**Problem to solve:** What you produce should match the records exactly, line for line.

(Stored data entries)

impl Triangular {
    /// Creates a new triangular distribution.
    ///
    /// # Errors
    /// Returns `Err` if `min >= max` or `mode` is outside `[min, max]`.
    pub fn new(
        min: impl Into<DoubleDouble>,
        mode: impl Into<DoubleDouble>,
        max: impl Into<DoubleDouble>,
    ) -> Result<Self, DistributionError> {
        let (min, mode, max) = (min.into(), mode.into(), max.into());
        if !min.is_finite() || !mode.is_finite() || !max.is_finite() {
            return Err(DistributionError::InvalidParameters(
                "Triangular parameters must be finite".into(),
            ));
        }
        if min > mode || mode > max || min >= max {
            return Err(DistributionError::InvalidParameters(format!(
                "Triangular requires min ≤ mode ≤ max and min < max, got {min}, {mode}, {max}"
            )));
        }
        Ok(Self { min, mode, max })
    }

    pub fn min(&self) -> DoubleDouble {
        self.min
    }

    pub fn mode(&self) -> DoubleDouble {
        self.mode
    }

    pub fn max(&self) -> DoubleDouble {
        self.max
    }

    /// a² + b² + c² − ab − ac − bc
    fn spread(&self) -> DoubleDouble {
        let (a, b, c) = (self.min, self.mode, self.max);
        a.sqr() + b.sqr() + c.sqr() - a * b - a * c - b * c
    }

    /// Skewness √2 (a+c−2b)(2a−c−b)(a−2c+b) / (5 f^(3/2)), with a = min,
    /// b = mode, c = max and f the spread term of the variance.
    pub fn skewness(&self) -> DoubleDouble {
        let (a, b, c) = (self.min, self.mode, self.max);
        let numerator = DoubleDouble::from(2.0).sqrt()
            * (a + c - b.mul_pow2(2.0))
            * (a.mul_pow2(2.0) - c - b)
            * (a - c.mul_pow2(2.0) + b);
        let f = self.spread();
        numerator / (f * f.sqrt() * 5.0)
    }

    /// Excess kurtosis, −3/5.
    pub fn excess_kurtosis(&self) -> DoubleDouble {
        DoubleDouble::from(-3.0) / 5.0
    }

    pub fn entropy(&self) -> DoubleDouble {
        (self.max - self.min).mul_pow2(0.5).ln() + 0.5
    }

    /// CDF of the triangular distribution.
    ///
    /// ```text
    /// F(x) = (x−a)² / ((c−a)(b−a))       for a ≤ x ≤ b
    ///      = 1 − (c−x)² / ((c−a)(c−b))   for b < x ≤ c
    /// ```
    pub fn cdf(&self, x: DoubleDouble) -> DoubleDouble {
        let (a, b, c) = (self.min, self.mode, self.max);
        if x.is_nan() {
            DoubleDouble::NAN
        } else if x <= a {
            DoubleDouble::ZERO
        } else if x <= b {
            (x - a).sqr() / ((c - a) * (b - a))
        } else if x < c {
            DoubleDouble::ONE - (c - x).sqr() / ((c - a) * (c - b))
        } else {
            DoubleDouble::ONE
        }
    }
}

**Written answer:**
impl Triangular {
    /// Creates a new triangular distribution.
    ///
    /// # Errors
    /// Returns `Err` if `min >= max` or `mode` is outside `[min, max]`.
    pub fn new(
        min: impl Into<DoubleDouble>,
        mode: impl Into<DoubleDouble>,
        max: impl Into<DoubleDouble>,
    ) -> Result<Self, DistributionError> {
        let (min, mode, max) = (min.into(), mode.into(), max.into());
        if !min.is_finite() || !mode.is_finite() || !max.is_finite() {
            return Err(DistributionError::InvalidParameters(
                "Triangular parameters must be finite".into(),
            ));
        }
        if min > mode || mode > max || min >= max {
            return Err(DistributionError::InvalidParameters(format!(
                "Triangular requires min ≤ mode ≤ max and min < max, got {min}, {mode}, {max}"
            )));
        }
        Ok(Self { min, mode, max })
    }

    pub fn min(&self) -> DoubleDouble {
        self.min
    }

    pub fn mode(&self) -> DoubleDouble {
        self.mode
    }

    pub fn max(&self) -> DoubleDouble {
        self.max
    }

    /// a² + b² + c² − ab − ac − bc
    fn spread(&self) -> DoubleDouble {
        let (a, b, c) = (self.min, self.mode, self.max);
        a.sqr() + b.sqr() + c.sqr() - a * b - a * c - b * c
    }

    /// Skewness √2 (a+c−2b)(2a−c−b)(a−2c+b) / (5 f^(3/2)), with a = min,
    /// b = mode, c = max and f the spread term of the variance.
    pub fn skewness(&self) -> DoubleDouble {
        let (a, b, c) = (self.min, self.mode, self.max);
        let numerator = DoubleDouble::from(2.0).sqrt()
            * (a + c - b.mul_pow2(2.0))
            * (a.mul_pow2(2.0) - c - b)
            * (a - c.mul_pow2(2.0) + b);
        let f = self.spread();
        numerator / (f * f.sqrt() * 5.0)
    }

    /// Excess kurtosis, −3/5.
    pub fn excess_kurtosis(&self) -> DoubleDouble {
        DoubleDouble::from(-3.0) / 5.0
    }

    pub fn entropy(&self) -> DoubleDouble {
        (self.max - self.min).mul_pow2(0.5).ln() + 0.5
    }

    /// CDF of the triangular distribution.
    ///
    /// ```text
    /// F(x) = (x−a)² / ((c−a)(b−a))       for a ≤ x ≤ b
    ///      = 1 − (c−x)² / ((c−a)(c−b))   for b < x ≤ c
    /// ```
    pub fn cdf(&self, x: DoubleDouble) -> DoubleDouble {
        let (a, b, c) = (self.min, self.mode, self.max);
        if x.is_nan() {
            DoubleDouble::NAN
        } else if x <= a {
            DoubleDouble::ZERO
        } else if x <= b {
            (x - a).sqr() / ((c - a) * (b - a))
        } else if x < c {
            DoubleDouble::ONE - (c - x).sqr() / ((c - a) * (c - b))
        } else {
            DoubleDouble::ONE
        }
    }
}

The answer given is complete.